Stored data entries
BEGIN

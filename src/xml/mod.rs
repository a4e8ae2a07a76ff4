//! Making text safe to embed in XML, and reading it back.
//!
//! [`text_to_xml`] escapes markup characters, applies a [`ControlCharPolicy`]
//! and encodes the result, writing numeric character references for anything
//! the target encoding cannot hold. [`xml_to_text`] decodes and resolves
//! references again, but characters dropped or replaced by the control
//! policy cannot be recovered.
//!
//! [`bytes_to_xml`] and [`xml_to_bytes`] are unrelated: they carry opaque
//! binary data through XML as base64, byte for byte.

use std::borrow::Cow;

use crate::{
    ControlCharPolicy, ConvertOptions, ErrorPolicy, Result,
    controls::{is_xml_control, process_control_chars},
    convert::{Unmappable, decode, encode, lookup},
    guess::guess_encoding,
    to_bytes, to_text,
};

pub mod base64;
pub mod entities;

pub use entities::html_entities_unescape;

/// Options for [`text_to_xml`].
#[derive(Debug, Clone, Copy, PartialEq, Eq)]
pub struct XmlOptions<'e> {
    /// Encoding of the produced bytes.
    pub encoding: &'e str,
    /// Also escape `"` for use inside a double-quoted attribute value.
    pub attribute: bool,
    pub control_chars: ControlCharPolicy,
}

impl Default for XmlOptions<'_> {
    fn default() -> Self {
        Self {
            encoding: "utf-8",
            attribute: false,
            control_chars: ControlCharPolicy::default(),
        }
    }
}

impl<'e> XmlOptions<'e> {
    #[must_use]
    pub fn new(encoding: &'e str) -> Self {
        Self {
            encoding,
            ..Self::default()
        }
    }

    #[must_use]
    pub fn attribute(mut self, attribute: bool) -> Self {
        self.attribute = attribute;
        self
    }

    #[must_use]
    pub fn control_chars(mut self, policy: ControlCharPolicy) -> Self {
        self.control_chars = policy;
        self
    }
}

fn escape(text: &str, attribute: bool) -> Cow<'_, str> {
    let special = |c: char| matches!(c, '&' | '<' | '>') || (attribute && c == '"');
    if !text.contains(special) {
        return Cow::Borrowed(text);
    }
    let mut out = String::with_capacity(text.len() + 16);
    for ch in text.chars() {
        match ch {
            '&' => out.push_str("&amp;"),
            '<' => out.push_str("&lt;"),
            '>' => out.push_str("&gt;"),
            '"' if attribute => out.push_str("&quot;"),
            _ => out.push(ch),
        }
    }
    Cow::Owned(out)
}

/// Escape `text` for XML and encode it.
///
/// Characters the target encoding cannot represent become `&#N;`
/// references, so encoding itself never fails.
///
/// # Errors
/// Returns [`Error::UnsupportedEncoding`](crate::Error::UnsupportedEncoding)
/// for an unknown encoding, or
/// [`Error::ControlChar`](crate::Error::ControlChar) under
/// [`ControlCharPolicy::Strict`].
///
/// # Examples
///
/// ```
/// use textkit::{XmlOptions, text_to_xml};
///
/// let xml = text_to_xml("Test: <\"&\">", &XmlOptions::default()).unwrap();
/// assert_eq!(xml, b"Test: &lt;\"&amp;\"&gt;");
/// let attr = text_to_xml("\"é\"", &XmlOptions::new("ascii").attribute(true)).unwrap();
/// assert_eq!(attr, b"&quot;&#233;&quot;");
/// ```
pub fn text_to_xml(text: &str, options: &XmlOptions<'_>) -> Result<Vec<u8>> {
    let codec = lookup(options.encoding)?;
    let cleaned = process_control_chars(text, options.control_chars)?;
    let escaped = escape(&cleaned, options.attribute);
    Ok(encode(codec, &escaped, Unmappable::CharRef)?.into_owned())
}

/// Decode XML character data and resolve its references.
///
/// # Errors
/// Returns [`Error::UnsupportedEncoding`](crate::Error::UnsupportedEncoding),
/// or [`Error::Decode`](crate::Error::Decode) under [`ErrorPolicy::Strict`].
///
/// # Examples
///
/// ```
/// use textkit::{ErrorPolicy, xml_to_text};
///
/// let text = xml_to_text(b"caf&#233; &amp; cr&egrave;me", "ascii", ErrorPolicy::Strict).unwrap();
/// assert_eq!(text, "café & crème");
/// ```
pub fn xml_to_text(xml: &[u8], encoding: &str, errors: ErrorPolicy) -> Result<String> {
    let text = to_text(xml, &ConvertOptions::new(encoding).errors(errors))?;
    Ok(html_entities_unescape(&text).into_owned())
}

/// Base64-encode binary data for embedding in XML.
#[must_use]
pub fn bytes_to_xml(bytes: &[u8]) -> Vec<u8> { base64::encode(bytes).into_bytes() }

/// Recover binary data written by [`bytes_to_xml`].
///
/// # Errors
/// Returns [`Error::InvalidBase64`](crate::Error::InvalidBase64) for
/// malformed input.
pub fn xml_to_bytes(xml: &[u8]) -> Result<Vec<u8>> { base64::decode(xml) }

/// `true` if `bytes` decode strictly as `encoding` and contain no control
/// characters that XML forbids.
///
/// # Errors
/// Returns [`Error::UnsupportedEncoding`](crate::Error::UnsupportedEncoding).
pub fn is_valid_xml_bytes(bytes: &[u8], encoding: &str) -> Result<bool> {
    let codec = lookup(encoding)?;
    Ok(decode(codec, bytes, ErrorPolicy::Strict).is_ok_and(|text| !text.contains(is_xml_control)))
}

/// [`text_to_xml`] for a byte string in `input_encoding`.
///
/// # Errors
/// As [`text_to_xml`], plus decode errors for `bytes` under
/// [`ErrorPolicy::Strict`].
pub fn bytes_in_encoding_to_xml(
    bytes: &[u8],
    input_encoding: &str,
    errors: ErrorPolicy,
    options: &XmlOptions<'_>,
) -> Result<Vec<u8>> {
    let text = to_text(bytes, &ConvertOptions::new(input_encoding).errors(errors))?;
    text_to_xml(&text, options)
}

/// [`text_to_xml`] for a byte string of unknown encoding.
///
/// The encoding is guessed with [`guess_encoding`] and malformed input is
/// replaced.
///
/// # Errors
/// As [`text_to_xml`].
pub fn guess_encoding_to_xml(bytes: &[u8], options: &XmlOptions<'_>) -> Result<Vec<u8>> {
    let encoding = guess_encoding(bytes)?;
    log::debug!("converting {} byte(s) of {encoding} to xml", bytes.len());
    bytes_in_encoding_to_xml(bytes, encoding.as_str(), ErrorPolicy::Replace, options)
}

/// Decode XML in `input_encoding` and re-encode the text as
/// `output_encoding`.
///
/// # Errors
/// Returns [`Error::UnsupportedEncoding`](crate::Error::UnsupportedEncoding)
/// for either encoding, or decode and encode errors under
/// [`ErrorPolicy::Strict`].
pub fn xml_to_bytes_in_encoding(
    xml: &[u8],
    input_encoding: &str,
    errors: ErrorPolicy,
    output_encoding: &str,
) -> Result<Vec<u8>> {
    let text = xml_to_text(xml, input_encoding, errors)?;
    Ok(to_bytes(text.as_str(), &ConvertOptions::new(output_encoding).errors(errors))?.into_owned())
}
//! Helper macros used across the crate.

/// Lazily compile a [`Regex`](regex::Regex) with a custom panic message.
///
/// The pattern is a literal, so compilation failing is a bug in this crate
/// rather than something a caller can recover from.
///
/// # Examples
///
/// ```
/// use std::sync::LazyLock;
///
/// use regex::Regex;
/// static RE: LazyLock<Regex> = textkit::lazy_regex!(r"&#?\w+;", "reference pattern");
/// assert!(RE.is_match("&amp;"));
/// ```
#[macro_export]
macro_rules! lazy_regex {
    ($pattern:expr, $msg:expr $(,)?) => {
        ::std::sync::LazyLock::new(|| ::regex::Regex::new($pattern).expect($msg))
    };
}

END

**What you should do**: Look for the line with "($pattern:expr, $msg:expr $(,)?)" in the records above. Repeat it and each line after it exactly.

**Result for this task**:
    ($pattern:expr, $msg:expr $(,)?) => {
        ::std::sync::LazyLock::new(|| ::regex::Regex::new($pattern).expect($msg))
    };
}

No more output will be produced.